After US commanders mingled their ethnic militias into the Afghan National Army (ANA), Afghan National Police (ANP) and National Directorate of Security (NDS), these militias lacked proper military training, as they were all the products of civil war and a large number of them were deeply involved in maintaining ties with the political party Jamiat-e Islami. Meanwhile, most generals in the Afghan army are inclined to their personal interests and political views rather than to the national interest of the country.
Many Afghan army generals are of Tajik ethnicity and at the same time have strong bonds to Jamiat-e Islami. The ANA, ANP and NDS are increasingly politicized by factions in Kabul and ethnic-based polarization.
Most army men including generals even lack high-school diplomas and rose to the highest position within a speedy timeframe.
The Pentagon plans to spend US$45 billion in Afghanistan this year, adding $5 billion to Afghan security forces and $13 billion for US forces inside the country, while much of the rest is for logistical purposes. Despite US spending on the security of Afghanistan, the country still lacks professional generals in the armed forces.
The Afghan military has more generals than the US, and while some of them worked hard to reach that rank, others took shortcuts. For instance, if you are the son of a warlord, you can assume that you will achieve a high position in government such as deputy minister or become a general in the Afghan army after the death of your father.
Most of the time when an important security issue is brought to the president, the warlords who are active generals in the army interfere in case the president is not in line with their interests. Currently, there is a lack of coordination in security institutions, a waste of military resources, and incapable and corrupt leaders who have failed to prevail against Taliban tactics in most of the country’s provinces.

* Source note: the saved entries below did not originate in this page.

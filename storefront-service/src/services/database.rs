use async_trait::async_trait;
use chrono::Utc;
use futures::TryStreamExt;
use mongodb::{
    bson::{self, doc, Document},
    error::{ErrorKind, WriteFailure},
    options::{FindOneAndUpdateOptions, FindOneOptions, FindOptions, IndexOptions, ReturnDocument},
    Client as MongoClient, Collection, Database, IndexModel,
};
use service_core::error::AppError;
use std::time::Duration;

use super::error::ServiceError;
use super::store::{RefreshTokenStore, UserStore};
use crate::models::{PageRequest, RefreshToken, User, UserFilter, UserLookup, UserPatch};
use crate::utils::PasswordHashString;

const PASSWORD_FIELD: &str = "password_hash";

#[derive(Clone)]
pub struct MongoDb {
    client: MongoClient,
    db: Database,
}

impl MongoDb {
    pub async fn connect(uri: &str, database: &str) -> Result<Self, AppError> {
        tracing::info!("Connecting to MongoDB");
        let client = MongoClient::with_uri_str(uri).await.map_err(|e| {
            tracing::error!("Failed to connect to MongoDB: {}", e);
            AppError::from(e)
        })?;
        let db = client.database(database);
        tracing::info!(database = %database, "Successfully connected to MongoDB database");
        Ok(Self { client, db })
    }

    pub async fn initialize_indexes(&self) -> Result<(), AppError> {
        tracing::info!("Creating MongoDB indexes for storefront-service");

        let user_indexes = [
            index("email_unique", doc! { "email": 1 }, true, false),
            index("phone_unique", doc! { "phone": 1 }, true, true),
            index(
                "email_verification_lookup",
                doc! { "email_verification.token_hash": 1 },
                false,
                true,
            ),
            index(
                "password_reset_lookup",
                doc! { "password_reset.token_hash": 1 },
                false,
                true,
            ),
            index("role_active_listing", doc! { "role": 1, "is_active": 1 }, false, false),
        ];
        self.raw_users()
            .create_indexes(user_indexes, None)
            .await
            .map_err(|e| {
                tracing::error!("Failed to create indexes on users collection: {}", e);
                AppError::from(e)
            })?;
        tracing::info!("Created indexes on users");

        let refresh_ttl = IndexModel::builder()
            .keys(doc! { "expires_at": 1 })
            .options(
                IndexOptions::builder()
                    .name("expires_at_ttl".to_string())
                    .expire_after(Duration::from_secs(0))
                    .build(),
            )
            .build();
        let refresh_indexes = [
            index("token_hash_unique", doc! { "token_hash": 1 }, true, false),
            index("user_sessions", doc! { "user_id": 1 }, false, false),
            refresh_ttl,
        ];
        self.refresh_tokens()
            .create_indexes(refresh_indexes, None)
            .await
            .map_err(|e| {
                tracing::error!("Failed to create indexes on refresh_tokens collection: {}", e);
                AppError::from(e)
            })?;
        tracing::info!("Created indexes on refresh_tokens");

        Ok(())
    }

    pub fn users(&self) -> Collection<User> {
        self.db.collection("users")
    }

    fn raw_users(&self) -> Collection<Document> {
        self.db.collection("users")
    }

    pub fn refresh_tokens(&self) -> Collection<RefreshToken> {
        self.db.collection("refresh_tokens")
    }

    pub fn client(&self) -> &MongoClient {
        &self.client
    }
}

fn index(name: &str, keys: Document, unique: bool, sparse: bool) -> IndexModel {
    IndexModel::builder()
        .keys(keys)
        .options(
            IndexOptions::builder()
                .name(name.to_string())
                .unique(unique)
                .sparse(sparse)
                .build(),
        )
        .build()
}

fn without_password() -> Document {
    doc! { "password_hash": 0 }
}

fn lookup_filter(lookup: &UserLookup) -> Document {
    match lookup {
        UserLookup::Email(email) => doc! { "email": email.as_str() },
        UserLookup::Phone(phone) => doc! { "phone": phone.as_str() },
        UserLookup::EmailVerificationHash(hash) => doc! { "email_verification.token_hash": hash.as_str() },
        UserLookup::PasswordResetHash(hash) => doc! { "password_reset.token_hash": hash.as_str() },
    }
}

fn list_filter(filter: &UserFilter) -> Document {
    let mut query = Document::new();
    if let Some(role) = filter.role {
        query.insert("role", role.as_str());
    }
    if let Some(is_active) = filter.is_active {
        query.insert("is_active", is_active);
    }
    query
}

fn to_bson<T: serde::Serialize>(value: &T) -> Result<bson::Bson, ServiceError> {
    bson::to_bson(value).map_err(|e| ServiceError::Internal(anyhow::anyhow!(e)))
}

/// Builds the `$set` / `$unset` document for a patch.
fn update_document(patch: &UserPatch) -> Result<Document, ServiceError> {
    let mut set = Document::new();
    let mut unset = Document::new();

    if let Some(name) = &patch.name {
        set.insert("name", name.as_str());
    }
    if let Some(email) = &patch.email {
        set.insert("email", email.as_str());
    }
    if let Some(phone) = &patch.phone {
        set.insert("phone", phone.as_str());
    }
    if let Some(role) = patch.role {
        set.insert("role", role.as_str());
    }
    if let Some(is_active) = patch.is_active {
        set.insert("is_active", is_active);
    }
    if let Some(verified) = patch.email_verified {
        set.insert("email_verified", verified);
    }
    for (field, slot) in [
        ("email_verification", &patch.email_verification),
        ("password_reset", &patch.password_reset),
    ] {
        match slot {
            Some(Some(digest)) => {
                set.insert(field, to_bson(digest)?);
            }
            Some(None) => {
                unset.insert(field, "");
            }
            None => {}
        }
    }
    if let Some(hash) = &patch.password_hash {
        set.insert(PASSWORD_FIELD, hash.as_str());
    }
    set.insert("updated_at", bson::DateTime::from_chrono(Utc::now()));

    let mut update = doc! { "$set": set };
    if !unset.is_empty() {
        update.insert("$unset", unset);
    }
    Ok(update)
}

/// Maps duplicate-key failures (code 11000) to a conflict naming the field.
fn map_write_error(err: mongodb::error::Error) -> ServiceError {
    let duplicate_message = match &*err.kind {
        ErrorKind::Write(WriteFailure::WriteError(e)) if e.code == 11000 => Some(e.message.clone()),
        ErrorKind::Command(e) if e.code == 11000 => Some(e.message.clone()),
        _ => None,
    };

    match duplicate_message {
        Some(message) if message.contains("phone") => {
            ServiceError::Conflict("Phone already registered".to_string())
        }
        Some(message) if message.contains("email") => {
            ServiceError::Conflict("Email already registered".to_string())
        }
        Some(_) => ServiceError::Conflict("Duplicate record".to_string()),
        None => ServiceError::Database(err),
    }
}

#[async_trait]
impl UserStore for MongoDb {
    async fn create(
        &self,
        user: &User,
        password_hash: &PasswordHashString,
    ) -> Result<(), ServiceError> {
        let mut document =
            bson::to_document(user).map_err(|e| ServiceError::Internal(anyhow::anyhow!(e)))?;
        document.insert(PASSWORD_FIELD, password_hash.as_str());

        self.raw_users()
            .insert_one(document, None)
            .await
            .map_err(map_write_error)?;
        Ok(())
    }

    async fn find_by_id(&self, id: &str) -> Result<Option<User>, ServiceError> {
        let options = FindOneOptions::builder()
            .projection(without_password())
            .build();
        Ok(self.users().find_one(doc! { "_id": id }, options).await?)
    }

    async fn find_by(&self, lookup: &UserLookup) -> Result<Option<User>, ServiceError> {
        let options = FindOneOptions::builder()
            .projection(without_password())
            .build();
        Ok(self.users().find_one(lookup_filter(lookup), options).await?)
    }

    async fn find_credentials(
        &self,
        email: &str,
    ) -> Result<Option<(User, PasswordHashString)>, ServiceError> {
        let Some(mut document) = self
            .raw_users()
            .find_one(doc! { "email": email }, None)
            .await?
        else {
            return Ok(None);
        };

        let hash = match document.remove(PASSWORD_FIELD) {
            Some(bson::Bson::String(hash)) => PasswordHashString::new(hash),
            _ => {
                return Err(ServiceError::Internal(anyhow::anyhow!(
                    "User record has no password hash"
                )))
            }
        };
        let user: User =
            bson::from_document(document).map_err(|e| ServiceError::Internal(anyhow::anyhow!(e)))?;
        Ok(Some((user, hash)))
    }

    async fn update(&self, id: &str, patch: &UserPatch) -> Result<Option<User>, ServiceError> {
        let options = FindOneAndUpdateOptions::builder()
            .return_document(ReturnDocument::After)
            .projection(without_password())
            .build();

        self.users()
            .find_one_and_update(doc! { "_id": id }, update_document(patch)?, options)
            .await
            .map_err(map_write_error)
    }

    async fn delete(&self, id: &str) -> Result<bool, ServiceError> {
        let result = self.users().delete_one(doc! { "_id": id }, None).await?;
        Ok(result.deleted_count > 0)
    }

    async fn list(
        &self,
        filter: &UserFilter,
        page: PageRequest,
    ) -> Result<(Vec<User>, u64), ServiceError> {
        let query = list_filter(filter);
        let total = self.users().count_documents(query.clone(), None).await?;

        let options = FindOptions::builder()
            .skip(page.skip())
            .limit(page.limit as i64)
            .sort(doc! { "created_at": -1, "_id": 1 })
            .projection(without_password())
            .build();
        let users: Vec<User> = self.users().find(query, options).await?.try_collect().await?;

        Ok((users, total))
    }

    async fn health_check(&self) -> Result<(), ServiceError> {
        self.client
            .database("admin")
            .run_command(doc! { "ping": 1 }, None)
            .await
            .map_err(|e| {
                tracing::error!("MongoDB health check failed: {}", e);
                ServiceError::Database(e)
            })?;
        Ok(())
    }
}

#[async_trait]
impl RefreshTokenStore for MongoDb {
    async fn insert(&self, token: &RefreshToken) -> Result<(), ServiceError> {
        self.refresh_tokens()
            .insert_one(token, None)
            .await
            .map_err(map_write_error)?;
        Ok(())
    }

    async fn find_by_hash(&self, token_hash: &str) -> Result<Option<RefreshToken>, ServiceError> {
        Ok(self
            .refresh_tokens()
            .find_one(doc! { "token_hash": token_hash }, None)
            .await?)
    }

    async fn delete_by_hash(&self, token_hash: &str) -> Result<bool, ServiceError> {
        let result = self
            .refresh_tokens()
            .delete_one(doc! { "token_hash": token_hash }, None)
            .await?;
        Ok(result.deleted_count > 0)
    }

    async fn delete_for_user(&self, user_id: &str) -> Result<u64, ServiceError> {
        let result = self
            .refresh_tokens()
            .delete_many(doc! { "user_id": user_id }, None)
            .await?;
        Ok(result.deleted_count)
    }
}
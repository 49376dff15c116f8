use chrono::Utc;
use std::sync::Arc;

use super::error::{ServiceError, TokenError};
use super::jwt::JwtService;
use super::store::{RefreshTokenStore, UserStore};
use crate::models::{RefreshToken, User};
use crate::utils::token::sha256_hex;

/// Three non-empty dot-separated segments.
fn is_jwt_shaped(token: &str) -> bool {
    let segments: Vec<&str> = token.split('.').collect();
    segments.len() == 3 && segments.iter().all(|s| !s.is_empty())
}

/// Issues, verifies and revokes persisted refresh sessions.
#[derive(Clone)]
pub struct RefreshTokenService {
    jwt: JwtService,
    tokens: Arc<dyn RefreshTokenStore>,
    users: Arc<dyn UserStore>,
}

impl RefreshTokenService {
    pub fn new(
        jwt: JwtService,
        tokens: Arc<dyn RefreshTokenStore>,
        users: Arc<dyn UserStore>,
    ) -> Self {
        Self { jwt, tokens, users }
    }

    /// Signs a refresh token and persists its session record. A persistence
    /// failure fails the call; no token is handed out without a record.
    pub async fn issue(&self, user_id: &str) -> Result<String, ServiceError> {
        let signed = self.jwt.issue_refresh_token(user_id)?;
        let record = RefreshToken::new(
            signed.jti.clone(),
            user_id.to_string(),
            &signed.token,
            signed.expires_at,
        );

        self.tokens.insert(&record).await.map_err(|e| {
            tracing::error!(user_id = %user_id, error = %e, "Failed to persist refresh token");
            e
        })?;

        tracing::debug!(user_id = %user_id, session_id = %signed.jti, "Refresh token issued");
        Ok(signed.token)
    }

    /// Resolves a refresh token to its owner.
    ///
    /// The stored record is checked independently of the JWT `exp` claim, so
    /// a revoked or store-expired session fails even with a valid signature.
    pub async fn verify(&self, token: &str) -> Result<User, ServiceError> {
        let token = token.trim();
        if token.is_empty() {
            return Err(ServiceError::Validation(
                "Refresh token is required".to_string(),
            ));
        }
        if !is_jwt_shaped(token) {
            return Err(ServiceError::Validation(
                "Refresh token is malformed".to_string(),
            ));
        }

        let claims = self.jwt.verify_refresh_token(token)?;

        let record = self
            .tokens
            .find_by_hash(&sha256_hex(token))
            .await?
            .ok_or(TokenError::ExpiredOrRevoked)?;

        if record.is_expired_at(Utc::now()) || record.user_id != claims.sub {
            return Err(TokenError::ExpiredOrRevoked.into());
        }

        let user = self
            .users
            .find_by_id(&record.user_id)
            .await?
            .ok_or(TokenError::ExpiredOrRevoked)?;

        Ok(user)
    }

    pub async fn revoke(&self, token: &str) -> Result<(), ServiceError> {
        let token = token.trim();
        if token.is_empty() {
            return Err(ServiceError::Validation(
                "Refresh token is required".to_string(),
            ));
        }

        if !self.tokens.delete_by_hash(&sha256_hex(token)).await? {
            return Err(ServiceError::RefreshTokenNotFound);
        }
        Ok(())
    }

    /// Revokes a session only when it belongs to `user_id`. Someone else's
    /// token is reported as not found.
    pub async fn revoke_owned(&self, user_id: &str, token: &str) -> Result<(), ServiceError> {
        let token = token.trim();
        if token.is_empty() {
            return Err(ServiceError::Validation(
                "Refresh token is required".to_string(),
            ));
        }

        let hash = sha256_hex(token);
        match self.tokens.find_by_hash(&hash).await? {
            Some(record) if record.user_id == user_id => {}
            Some(_) => {
                tracing::warn!(user_id = %user_id, "Attempt to revoke a session owned by another user");
                return Err(ServiceError::RefreshTokenNotFound);
            }
            None => return Err(ServiceError::RefreshTokenNotFound),
        }

        if !self.tokens.delete_by_hash(&hash).await? {
            return Err(ServiceError::RefreshTokenNotFound);
        }
        Ok(())
    }

    /// Ends every session of a user. Returns the number removed.
    pub async fn revoke_all(&self, user_id: &str) -> Result<u64, ServiceError> {
        let removed = self.tokens.delete_for_user(user_id).await?;
        if removed > 0 {
            tracing::info!(user_id = %user_id, sessions = removed, "Revoked refresh sessions");
        }
        Ok(removed)
    }
}
use axum::{extract::Request, http::header, middleware::Next, response::IntoResponse};

pub async fn security_headers_middleware(req: Request, next: Next) -> impl IntoResponse {
    let path = req.uri().path();
    let is_swagger_route = path.starts_with("/docs") || path == "/.well-known/openapi.json";
    let is_auth_route = path.starts_with("/auth");

    let mut response = next.run(req).await;
    let headers = response.headers_mut();

    headers.insert(
        header::X_CONTENT_TYPE_OPTIONS,
        header::HeaderValue::from_static("nosniff"),
    );
    headers.insert(
        header::STRICT_TRANSPORT_SECURITY,
        header::HeaderValue::from_static("max-age=31536000; includeSubDomains"),
    );
    headers.insert(
        header::REFERRER_POLICY,
        header::HeaderValue::from_static("no-referrer"),
    );

    // Token-bearing responses must never be stored by intermediaries.
    if is_auth_route {
        headers.insert(
            header::CACHE_CONTROL,
            header::HeaderValue::from_static("no-store"),
        );
    }

    if is_swagger_route {
        headers.insert(
            header::CONTENT_SECURITY_POLICY,
            header::HeaderValue::from_static(
                "default-src 'self'; \
                 script-src 'self' 'unsafe-inline'; \
                 style-src 'self' 'unsafe-inline'; \
                 img-src 'self' data:; \
                 font-src 'self'; \
                 connect-src 'self'",
            ),
        );
        headers.insert(
            header::X_FRAME_OPTIONS,
            header::HeaderValue::from_static("SAMEORIGIN"),
        );
    } else {
        headers.insert(
            header::CONTENT_SECURITY_POLICY,
            header::HeaderValue::from_static("default-src 'none'; frame-ancestors 'none'"),
        );
        headers.insert(
            header::X_FRAME_OPTIONS,
            header::HeaderValue::from_static("DENY"),
        );
    }

    response
}
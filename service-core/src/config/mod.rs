use crate::error::AppError;
use config::{Config as Cfg, File};
use serde::Deserialize;
use std::net::{IpAddr, SocketAddr};

/// Listener settings shared by every service binary.
///
/// Sources, lowest precedence first: `.env` (via dotenvy), an optional
/// `configuration` file, then `APP__*` environment variables.
#[derive(Debug, Deserialize, Clone)]
pub struct Config {
    #[serde(default = "default_host")]
    pub host: IpAddr,
    #[serde(default = "default_port")]
    pub port: u16,
}

fn default_host() -> IpAddr {
    IpAddr::from([0, 0, 0, 0])
}

fn default_port() -> u16 {
    8080
}

impl Default for Config {
    fn default() -> Self {
        Self {
            host: default_host(),
            port: default_port(),
        }
    }
}

impl Config {
    pub fn load() -> Result<Self, AppError> {
        dotenvy::dotenv().ok();

        let config = Cfg::builder()
            .add_source(File::with_name("configuration").required(false))
            .add_source(config::Environment::with_prefix("APP").separator("__"))
            .build()?;

        Ok(config.try_deserialize()?)
    }

    pub fn bind_address(&self) -> SocketAddr {
        SocketAddr::new(self.host, self.port)
    }
}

Reforming the Afghan National Security Forces (ANSF) will determine the future of the warfare in Afghanistan.
How to do it
First of all, the ethnic militias have to be removed, as they are impediments to any reform. The militias function based on ethnicity and political affiliation. Some politicized generals in the army are using their power against a rival ethnic group during combat operations. The ANSF could play a more effective role without politicizing its ranks.
Second, newly graduated military cadres should get put into leadership positions, as they have no political or ethnic quests.
Third, a sophisticated strategy should be coordinated among the military institutions. This strategy would push back the Taliban and their affiliates. Also, all the military institutions must be transparent and accountable to the central government.
Fourth, inclusive reform in the ranks of the ANA, NDS and ANP is the need of the day. Previous army generals connected with human-rights violations and nefarious actions should be placed under retirement. At the same time, illiterate individuals should be removed from high posts in the ANSF.
Fifth, a number of generals who have long enjoy the army facilities without making any contribution to a direct fight with Taliban militants should be removed. The Afghan army should be provided with more heavy artillery, gunship helicopters and speedy coordination between the Resolute Support Mission backed by the North Atlantic Treaty Organization and the intelligence wings of the ANA and ANP.
Finally, a result-oriented commission should be established to oversee the activities of the military apparatus, moreover making a countrywide structure to strengthening check posts, deploying maximum numbers of troops to the border with Pakistan in order to check the movement of the terrorists.
All of these measures would be advantageous to the Afghan government.